═══ Provided records

//! Teacher-side roster projections.
//!
//! A roster entry is a denormalized copy of a student's canonical record,
//! written under the teacher's namespace as a side effect of the student's
//! persist — never edited independently. Archiving relocates the same shape
//! to the archived namespace, so both views share one type.

use serde::{Deserialize, Serialize};

use crate::ids::StudentId;
use crate::record::StudentRecord;

/// One row of a teacher's roster: the student id plus their record fields.
///
/// The record is flattened so the stored document is field-for-field the
/// same shape as the canonical record, with the id carried alongside it.
#[derive(Clone, Debug, PartialEq, Serialize, Deserialize)]
pub struct TeacherRosterEntry {
    #[serde(rename = "id")]
    pub student_id: StudentId,
    #[serde(flatten)]
    pub record: StudentRecord,
}

impl TeacherRosterEntry {
    pub fn new(student_id: StudentId, record: StudentRecord) -> Self {
        Self { student_id, record }
    }
}

/// A roster entry relocated to the archived namespace.
///
/// Same shape — the location is what distinguishes archived from active.
pub type ArchivedEntry = TeacherRosterEntry;

// ============================================================================
// Tests
// ============================================================================
//! Teacher roster view and archive/restore flows against the in-memory
//! store, with a live student session on the other side.

use std::sync::Arc;
use std::time::Duration;

use classtrack_store::{DocPath, MemoryStore};
use classtrack_sync::{spawn_roster_view, spawn_student_engine, RosterSnapshot, SyncError};
use classtrack_types::{Identity, SessionContext, StudentId, TeacherId, Weekday};
use tokio::sync::watch;
use tokio::time::sleep;

fn store() -> Arc<MemoryStore> {
    let _ = tracing_subscriber::fmt()
        .with_env_filter(tracing_subscriber::EnvFilter::from_default_env())
        .with_test_writer()
        .try_init();
    Arc::new(MemoryStore::new())
}

fn teacher_session() -> SessionContext {
    SessionContext::teacher(Identity::new("t-1", "Ms. Rivera", "rivera@example.edu"))
}

fn student_session(uid: &str, name: &str) -> SessionContext {
    SessionContext::student(
        Identity::new(uid, name, format!("{uid}@example.edu")),
        Some(TeacherId::new("t-1")),
    )
}

/// Wait until the published snapshot satisfies `predicate`.
async fn wait_for(
    rx: &mut watch::Receiver<RosterSnapshot>,
    predicate: impl Fn(&RosterSnapshot) -> bool,
) -> RosterSnapshot {
    loop {
        {
            let snapshot = rx.borrow();
            if predicate(&snapshot) {
                return snapshot.clone();
            }
        }
        rx.changed().await.expect("roster view gone");
    }
}

#[tokio::test(start_paused = true)]
async fn test_roster_tracks_student_persists() {
    let store = store();
    let teacher = spawn_roster_view(store.clone(), teacher_session()).unwrap();
    let mut rx = teacher.subscribe();

    let student = spawn_student_engine(store.clone(), student_session("s-1", "Ada")).unwrap();
    student.set_current_book("Dune").unwrap();
    student.flush().await.unwrap();

    let snapshot = wait_for(&mut rx, |s| !s.active.is_empty()).await;
    assert_eq!(snapshot.active.len(), 1);
    assert_eq!(snapshot.active[0].student_id, StudentId::new("s-1"));
    assert_eq!(snapshot.active[0].record.current_book, "Dune");
    assert!(snapshot.archived.is_empty());
}

#[tokio::test(start_paused = true)]
async fn test_archive_moves_student_and_deletes_canonical() {
    let store = store();
    let teacher = spawn_roster_view(store.clone(), teacher_session()).unwrap();
    let mut rx = teacher.subscribe();

    let student = spawn_student_engine(store.clone(), student_session("s-1", "Ada")).unwrap();
    student.toggle_reading_day(Weekday::Monday).unwrap();
    student.flush().await.unwrap();
    wait_for(&mut rx, |s| !s.active.is_empty()).await;

    teacher.archive(StudentId::new("s-1")).await.unwrap();

    let snapshot = wait_for(&mut rx, |s| s.active.is_empty() && !s.archived.is_empty()).await;
    assert_eq!(snapshot.archived.len(), 1);
    assert_eq!(snapshot.archived[0].record.name, "Ada");
    assert!(!store.contains(&DocPath::Student(StudentId::new("s-1"))));

    // The student's session keeps its working copy and stays responsive.
    sleep(Duration::from_millis(10)).await;
    let record = student.snapshot().await.unwrap();
    assert!(record.reading_tracker.get(Weekday::Monday));
}

#[tokio::test(start_paused = true)]
async fn test_restore_returns_student_with_fields_intact() {
    let store = store();
    let teacher = spawn_roster_view(store.clone(), teacher_session()).unwrap();
    let mut rx = teacher.subscribe();

    let student = spawn_student_engine(store.clone(), student_session("s-1", "Ada")).unwrap();
    student.set_current_book("Dune").unwrap();
    student.flush().await.unwrap();
    let before = wait_for(&mut rx, |s| !s.active.is_empty()).await;

    teacher.archive(StudentId::new("s-1")).await.unwrap();
    wait_for(&mut rx, |s| s.active.is_empty()).await;
    teacher.restore(StudentId::new("s-1")).await.unwrap();

    let after = wait_for(&mut rx, |s| !s.active.is_empty() && s.archived.is_empty()).await;
    assert_eq!(after.active, before.active);
}

#[tokio::test(start_paused = true)]
async fn test_roster_orders_by_student_id() {
    let store = store();
    let teacher = spawn_roster_view(store.clone(), teacher_session()).unwrap();
    let mut rx = teacher.subscribe();

    // Persist in reverse id order.
    for (uid, name) in [("s-2", "Grace"), ("s-1", "Ada")] {
        let engine = spawn_student_engine(store.clone(), student_session(uid, name)).unwrap();
        engine.flush().await.unwrap();
    }

    let snapshot = wait_for(&mut rx, |s| s.active.len() == 2).await;
    assert_eq!(snapshot.active[0].student_id, StudentId::new("s-1"));
    assert_eq!(snapshot.active[1].student_id, StudentId::new("s-2"));
}

#[tokio::test(start_paused = true)]
async fn test_archive_twice_reports_not_found() {
    let store = store();
    let teacher = spawn_roster_view(store.clone(), teacher_session()).unwrap();
    let mut rx = teacher.subscribe();

    let student = spawn_student_engine(store.clone(), student_session("s-1", "Ada")).unwrap();
    student.flush().await.unwrap();
    wait_for(&mut rx, |s| !s.active.is_empty()).await;

    teacher.archive(StudentId::new("s-1")).await.unwrap();
    let err = teacher.archive(StudentId::new("s-1")).await.unwrap_err();
    assert!(matches!(err, SyncError::NotFound(_)));
}

#[tokio::test(start_paused = true)]
async fn test_dropping_teacher_handle_stops_view() {
    let store = store();
    let teacher = spawn_roster_view(store.clone(), teacher_session()).unwrap();
    let mut rx = teacher.subscribe();
    drop(teacher);

    // The view task ends once the last command handle is gone; the watch
    // channel closes with it. Drain any already-published snapshots until
    // the closed channel reports the shutdown.
    tokio::time::timeout(Duration::from_secs(5), async {
        while rx.changed().await.is_ok() {}
    })
    .await
    .expect("roster view did not shut down");
}
//! Dual-write persist path.
//!
//! One persist writes the canonical record, then mirrors the same fields to
//! the teacher's roster document. The frozen reading log is read-modified-
//! written: the store merges top level fields shallowly, so the outbound
//! document must carry the union of the remote log and the live tracker's
//! slot or a stale client would clobber weeks it never saw.

use std::sync::Arc;

use chrono::{DateTime, Utc};
use serde_json::Value;
use tracing::{debug, warn};

use classtrack_store::{DocPath, DocStore, Document, Fields};
use classtrack_types::{PeriodKey, ReadingLog, Role, SessionContext, StudentRecord};

use crate::error::{SyncError, SyncResult};

/// Writes the working copy out to the store.
pub struct SyncClient<S> {
    store: Arc<S>,
}

impl<S> Clone for SyncClient<S> {
    fn clone(&self) -> Self {
        Self { store: Arc::clone(&self.store) }
    }
}

impl<S: DocStore> SyncClient<S> {
    pub fn new(store: Arc<S>) -> Self {
        Self { store }
    }

    /// Persist `record` for the session's student: canonical document
    /// first, then the roster mirror under the associated teacher.
    ///
    /// Not atomic — a failure between the two writes leaves the roster one
    /// persist behind, which the next successful persist repairs. Only
    /// student sessions persist; the teacher's view is written as a side
    /// effect of this call, never directly.
    pub async fn persist(
        &self,
        session: &SessionContext,
        record: &StudentRecord,
        now: DateTime<Utc>,
    ) -> SyncResult<()> {
        if session.role != Role::Student {
            return Err(SyncError::WrongRole {
                required: Role::Student,
                actual: session.role,
            });
        }
        let student = session.student_id();
        let canonical = DocPath::Student(student.clone());

        let prior = self.store.get(&canonical).await?;
        let mut outbound = record.clone();
        outbound.reading_logs = prior_reading_log(prior.as_ref());
        match PeriodKey::current(now) {
            Some(week) => {
                outbound.reading_logs.insert(week, record.reading_tracker.clone());
            }
            // Before the school epoch there is no week to file under; the
            // live tracker stays local-only until the year starts.
            None => warn!(student = %student, "before school epoch, reading log slot skipped"),
        }
        outbound.last_updated = Some(now);

        let fields = to_fields(&outbound)?;
        self.store.upsert_merge(&canonical, fields.clone()).await?;

        if let Some(teacher) = &session.teacher {
            let roster = DocPath::Roster { teacher: teacher.clone(), student: student.clone() };
            self.store.upsert_merge(&roster, fields).await?;
            debug!(student = %student, teacher = %teacher, "persisted canonical and roster");
        } else {
            debug!(student = %student, "persisted canonical only, no teacher association");
        }
        Ok(())
    }
}

/// The remote document's frozen reading log, or empty when the document is
/// absent or the field is malformed. A malformed log is logged and treated
/// as empty rather than failing the persist.
fn prior_reading_log(prior: Option<&Document>) -> ReadingLog {
    let Some(value) = prior.and_then(|doc| doc.get("readingLogs")) else {
        return ReadingLog::new();
    };
    match serde_json::from_value(value.clone()) {
        Ok(log) => log,
        Err(error) => {
            warn!(%error, "remote reading log malformed, treating as empty");
            ReadingLog::new()
        }
    }
}

/// Encode a record as store fields.
fn to_fields(record: &StudentRecord) -> SyncResult<Fields> {
    match serde_json::to_value(record)? {
        Value::Object(fields) => Ok(fields),
        _ => Err(SyncError::NotAnObject),
    }
}

// ============================================================================
// Tests
// ============================================================================
//! Abstract document store for classtrack.
//!
//! The sync engine talks to its remote document store through the
//! [`DocStore`] trait: one-shot reads, shallow merge-upserts, deletes, and
//! continuous watch subscriptions on single documents or whole collections.
//! The real network transport is a collaborator outside this workspace;
//! [`MemoryStore`] is the in-process implementation used by every test and
//! by local development.
//!
//! Watches follow the store's push model: the subscriber receives an
//! initial snapshot, then one event per change, in arrival order, until the
//! subscription is dropped — dropping unregisters the watcher.

pub mod error;
pub mod memory;
pub mod ops;
pub mod path;
pub mod watch;

pub use error::{StoreError, StoreResult};
pub use memory::{MemoryStore, OpCounts};
pub use ops::{DocStore, Document, Fields};
pub use path::{CollectionPath, DocPath};
pub use watch::{CollectionEvent, CollectionSubscription, DocEvent, DocSubscription, Subscription};
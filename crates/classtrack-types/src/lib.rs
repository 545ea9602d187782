//! Shared data model for classtrack.
//!
//! This crate is the relational foundation: typed IDs, school-week period
//! keys, the student record with its sparse time-indexed logs, roster
//! projections, and the session context. It has **no internal classtrack
//! dependencies** — a pure leaf crate that the store and sync crates build on.
//!
//! # Entity-Relationship Overview
//!
//! ```text
//! StudentRecord (keyed by StudentId) ← the canonical record
//!     └── ReadingTracker (live, current period only)
//!     └── ReadingLog (PeriodKey → frozen ReadingTracker)
//!     └── WeeklyGradeLog (PeriodKey → Subject → WeeklyCheckIn)
//!     └── GoalProgressLog (GoalCategory → MarkingPeriod → GoalCheckIn)
//!
//! TeacherRosterEntry (TeacherId × StudentId) ← denormalized projection
//!     └── updated only as a side effect of the student's persist
//!     └── relocated to the archived namespace on archive
//!
//! SessionContext ← explicit per-session identity + role
//!     └── constructed at login, dropped at logout
//! ```
//!
//! # Key Types
//!
//! | Type                  | Purpose                                        |
//! |-----------------------|------------------------------------------------|
//! | [`StudentId`]         | Which student (provider-issued uid)            |
//! | [`TeacherId`]         | Which teacher's namespace                      |
//! | [`PeriodKey`]         | Which school week ("Week12")                   |
//! | [`StudentRecord`]     | The full editable record                       |
//! | [`ReadingTracker`]    | Five weekday flags for the live period         |
//! | [`TeacherRosterEntry`]| Roster projection of a record                  |
//! | [`SessionContext`]    | Identity + role for one login session          |

pub mod checkin;
pub mod ids;
pub mod period;
pub mod record;
pub mod roster;
pub mod session;

// Re-export primary types at crate root for convenience.
pub use checkin::{
    GoalCategory, GoalCheckIn, GoalProgressLog, Mood, NeedFlag, Subject, WeeklyCheckIn,
    WeeklyGradeLog,
};
pub use ids::{StudentId, TeacherId};
pub use period::{MarkingPeriod, PeriodKey, PeriodKeyError, SCHOOL_EPOCH_UNIX, WEEKS_PER_YEAR};
pub use record::{
    reading_streak, ReadingLog, ReadingTracker, ScoreField, StudentRecord, Weekday,
    READING_STREAK_MIN_DAYS,
};
pub use roster::{ArchivedEntry, TeacherRosterEntry};
pub use session::{Identity, Role, SessionContext};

══════

> About this task: The answer consists solely of the lines from the one containing "The full editable" through the last line of the data above, reproduced exactly.

> Written reply:
//! | [`StudentRecord`]     | The full editable record                       |
//! | [`ReadingTracker`]    | Five weekday flags for the live period         |
//! | [`TeacherRosterEntry`]| Roster projection of a record                  |
//! | [`SessionContext`]    | Identity + role for one login session          |

pub mod checkin;
pub mod ids;
pub mod period;
pub mod record;
pub mod roster;
pub mod session;

// Re-export primary types at crate root for convenience.
pub use checkin::{
    GoalCategory, GoalCheckIn, GoalProgressLog, Mood, NeedFlag, Subject, WeeklyCheckIn,
    WeeklyGradeLog,
};
pub use ids::{StudentId, TeacherId};
pub use period::{MarkingPeriod, PeriodKey, PeriodKeyError, SCHOOL_EPOCH_UNIX, WEEKS_PER_YEAR};
pub use record::{
    reading_streak, ReadingLog, ReadingTracker, ScoreField, StudentRecord, Weekday,
    READING_STREAK_MIN_DAYS,
};
pub use roster::{ArchivedEntry, TeacherRosterEntry};
pub use session::{Identity, Role, SessionContext};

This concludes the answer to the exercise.